I have such a huge amount of love for Pure Groove. It was my safe haven when I moved to London and an amazing family to be a part of. I got introduced to so much fantastic music during that period, everyone there was so passionate and keen to share it with others. That is precisely why so many went on to have careers: it’s a genuine trait which can’t be faked. I wish I had some embarrassing stories to tell other than that I definitely signed a couple of records to our label which sold about four copies worldwide – most of them did really well, though. They were all good records!
What music are you making at the moment? Are you working on an album?
I have a couple more remixes to finish then it’s straight to work on an album. I love artists like The Chemical Brothers, New Order, Death In Vegas, Whitey, Black Devil Disco Club, Joakim and so on who can make complete albums full of different ideas but every single track still sounds amazing in a club. I’m not for a second comparing myself to these masters but I’m prepared to take a running jump at the high bar I’ve set for myself.

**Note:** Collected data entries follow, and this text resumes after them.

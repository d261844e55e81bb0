//! User-submitted food operations

use crate::{
    error::AppResult,
    models::{
        ack::{DeleteAck, InsertAck},
        user_food::UserFood,
    },
    repository::Repository,
};

use super::{authorize_owner, OwnerScope};

#[derive(Clone)]
pub struct UserFoodsService {
    repository: Repository,
}

impl UserFoodsService {
    pub fn new(repository: Repository) -> Self {
        Self { repository }
    }

    pub async fn create(&self, food: &UserFood) -> AppResult<InsertAck> {
        self.repository.user_foods.insert(food).await
    }

    /// Ownership-scoped list: only the owner may read their submissions
    pub async fn owned_by(
        &self,
        requester: &str,
        owner: Option<&str>,
    ) -> AppResult<Vec<UserFood>> {
        match authorize_owner(requester, owner)? {
            OwnerScope::Empty => Ok(Vec::new()),
            OwnerScope::Owner(email) => self.repository.user_foods.find_by_email(email).await,
        }
    }

    /// Delete by id. Deliberately not ownership-checked: any authenticated
    /// caller may delete any submission.
    pub async fn delete(&self, id: &str) -> AppResult<DeleteAck> {
        self.repository.user_foods.delete_by_id(id).await
    }
}
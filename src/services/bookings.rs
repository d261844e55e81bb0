//! Booking operations

use crate::{
    error::AppResult,
    models::{
        ack::{InsertAck, UpdateAck},
        booking::Booking,
    },
    repository::Repository,
};

use super::{authorize_owner, OwnerScope};

#[derive(Clone)]
pub struct BookingsService {
    repository: Repository,
}

impl BookingsService {
    pub fn new(repository: Repository) -> Self {
        Self { repository }
    }

    pub async fn create(&self, booking: &Booking) -> AppResult<InsertAck> {
        self.repository.bookings.insert(booking).await
    }

    /// Ownership-scoped list: only the owner may read their bookings
    pub async fn owned_by(
        &self,
        requester: &str,
        owner: Option<&str>,
    ) -> AppResult<Vec<Booking>> {
        match authorize_owner(requester, owner)? {
            OwnerScope::Empty => Ok(Vec::new()),
            OwnerScope::Owner(email) => self.repository.bookings.find_by_email(email).await,
        }
    }

    /// List every booking across all owners
    pub async fn list_all(&self) -> AppResult<Vec<Booking>> {
        self.repository.bookings.find_all().await
    }

    /// Mark a booking as confirmed
    pub async fn confirm(&self, id: &str) -> AppResult<UpdateAck> {
        self.repository.bookings.confirm(id).await
    }
}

Tell us a bit about the mix you’ve made.
It works a little more like a mixtape in that the first section is very much what I’m playing in clubs peak time right now and the second half slows right down and gets a bit darker. I’ve spent years playing warm up sets where it’s important to dig out some of those interesting, oddball records which can really put energy into the beginning of a night. My favourite DJs are people like Andrew Weatherall, Soulwax, Optimo, Erol, The Glimmers, Tiga; DJs who wear their broad influences on their sleeves but really know how to work a club because every record they play is exciting and sounds huge. I find that idea very inspiring. I’m also fascinated by stories of early club culture. Larry Levan at the Paradise Garage, the Hacienda in Manchester. A time when there literally wasn’t enough ‘house’ music to fill an entire night so DJs played stuff from all over the place and mixed it in a way to keep people dancing.

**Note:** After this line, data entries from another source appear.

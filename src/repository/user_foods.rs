//! User-submitted foods repository

use bson::doc;
use futures::TryStreamExt;
use mongodb::{Collection, Database};

use crate::{
    error::AppResult,
    models::{
        ack::{DeleteAck, InsertAck},
        user_food::UserFood,
    },
};

use super::parse_object_id;

#[derive(Clone)]
pub struct UserFoodsRepository {
    collection: Collection<UserFood>,
}

impl UserFoodsRepository {
    pub fn new(db: &Database) -> Self {
        Self {
            collection: db.collection("userFoods"),
        }
    }

    /// Insert a new user food
    pub async fn insert(&self, food: &UserFood) -> AppResult<InsertAck> {
        let result = self.collection.insert_one(food, None).await?;
        Ok(result.into())
    }

    /// List user foods owned by the given email
    pub async fn find_by_email(&self, email: &str) -> AppResult<Vec<UserFood>> {
        let foods = self
            .collection
            .find(doc! { "email": email }, None)
            .await?
            .try_collect()
            .await?;
        Ok(foods)
    }

    /// Delete a user food by id
    pub async fn delete_by_id(&self, id: &str) -> AppResult<DeleteAck> {
        let oid = parse_object_id(id)?;
        let result = self.collection.delete_one(doc! { "_id": oid }, None).await?;
        Ok(result.into())
    }
}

What is it we should stop making you do? Is it some nasty habit?
The name began as a joke and now I’m stuck with it! We were all choosing silly DJ names for a night we were putting on and I was listening to NY Excuse by Soulwax just as Nancy Whang shouts “well, stop making me then.” It was literally the first thing I heard. I’ve just about learnt to live with it now. Bad habit? If someone can help me tear myself away from my fucking laptop once in a while that would be great.
Stopmakingme FADER Mix:
- Remute – Cowbell Mania Pt.1 [Remute]
- Stopmakingme – Rattle [Bang Gang]
- Tribute – We Love Debbie [Tribute]
- Shit Robot – Take Em Up (Marcus Marr Remix) [DFA]

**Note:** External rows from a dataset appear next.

//! Food catalog operations

use bson::Document;

use crate::{
    error::AppResult,
    models::{
        ack::{DeleteAck, InsertAck, UpdateAck},
        food::Food,
    },
    repository::Repository,
};

#[derive(Clone)]
pub struct FoodsService {
    repository: Repository,
}

impl FoodsService {
    pub fn new(repository: Repository) -> Self {
        Self { repository }
    }

    pub async fn create(&self, food: &Food) -> AppResult<InsertAck> {
        self.repository.foods.insert(food).await
    }

    pub async fn list(&self) -> AppResult<Vec<Food>> {
        self.repository.foods.find_all().await
    }

    pub async fn get(&self, id: &str) -> AppResult<Option<Food>> {
        self.repository.foods.find_by_id(id).await
    }

    pub async fn upsert(&self, id: &str, food: Document) -> AppResult<UpdateAck> {
        self.repository.foods.upsert_by_id(id, food).await
    }

    pub async fn delete(&self, id: &str) -> AppResult<DeleteAck> {
        self.repository.foods.delete_by_id(id).await
    }
}
//! Booking model

use bson::{oid::ObjectId, Document};
use serde::{Deserialize, Serialize};
use utoipa::ToSchema;

/// Status written by admin confirmation. The exact string is part of the
/// wire contract with the frontend.
pub const STATUS_CONFIRMED: &str = "Confirm";

/// Booking document stored in the `bookings` collection.
///
/// `email` identifies the owner and is the key for ownership-scoped reads;
/// `status` is absent until an admin confirms the booking.
#[derive(Debug, Clone, Serialize, Deserialize, ToSchema)]
pub struct Booking {
    #[serde(
        rename = "_id",
        skip_serializing_if = "Option::is_none",
        serialize_with = "super::serialize_object_id_as_hex"
    )]
    #[schema(value_type = Option<String>)]
    pub id: Option<ObjectId>,
    pub email: String,
    #[serde(skip_serializing_if = "Option::is_none")]
    pub status: Option<String>,
    #[serde(flatten)]
    #[schema(value_type = Object)]
    pub extra: Document,
}
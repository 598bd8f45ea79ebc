//! Tracked units keyed by name

use std::collections::HashMap;

use super::UnitRecord;

#[derive(Debug, Default)]
pub struct UnitRegistry {
    entries: HashMap<String, UnitRecord>,
}

impl UnitRegistry {
    pub fn new() -> Self {
        Self::default()
    }

    /// Add `record` unless its name is already tracked. Returns whether it
    /// was inserted; an existing record is never replaced.
    pub fn insert_if_absent(&mut self, record: UnitRecord) -> bool {
        if self.entries.contains_key(record.name()) {
            return false;
        }
        self.entries.insert(record.name().to_string(), record);
        true
    }

    pub fn get(&self, name: &str) -> Option<&UnitRecord> {
        self.entries.get(name)
    }

    pub fn get_mut(&mut self, name: &str) -> Option<&mut UnitRecord> {
        self.entries.get_mut(name)
    }

    pub fn has(&self, name: &str) -> bool {
        self.entries.contains_key(name)
    }

    pub fn all(&self) -> impl Iterator<Item = &UnitRecord> {
        self.entries.values()
    }

    pub fn all_mut(&mut self) -> impl Iterator<Item = &mut UnitRecord> {
        self.entries.values_mut()
    }

    pub fn len(&self) -> usize {
        self.entries.len()
    }

    pub fn is_empty(&self) -> bool {
        self.entries.is_empty()
    }
}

- Scenic – This Can’t Be (Get A Room! Remix) [Tigersushi]
- Hercules & Love Affair – My House (Stopmakingme Remix) [Moshi Moshi]
- In Flagranti – Peculiar Protagonist (Stopmakingme Remix) [Codek]
- Stopmakingme – Smint (In Flagranti Remix) [Bang Gang]
- Virgo – Mechanically Replayed [White]
- Discodeine – Ring Mutilation [D*I*R*T*Y]
- Tiga – Pleasure From The Bass [Different]
- Telephones – Kanal (Prins Thomas Remix) [Full Pupp]
- Tevo Howard – Foreigner [Permanent Vacation]
- Bag Raiders – Sunlight (Stopmakingme Remix) [Modular]
- Dekker – Stop (demo) [unreleased]
- Lost In Paris interlude
- Lykke Li – Get Some (Beck Remix) [Warners]
- Electronicat – Savage Cat [Disko B]
- Naum Gabo – Spessivtseva [Dissident]
- Prince – Sign O’ The Times [Warners]
- Headman – Blue Girls (Richard D. Clouston Remix) [Relish]
- Ono – Give Peace A Chance (Richard Fearless Remix) [Mind Train]
- Stopmakingme & The Deadstock 33s – Gravity [unreleased]
Look out for Stopmakingme’s Rattle EP on Bang Gang in February, Battery Life/Machinist (with The Deadstock 33s) on Southern Fried in March and his Toothpaste EP on Remute later this Spring.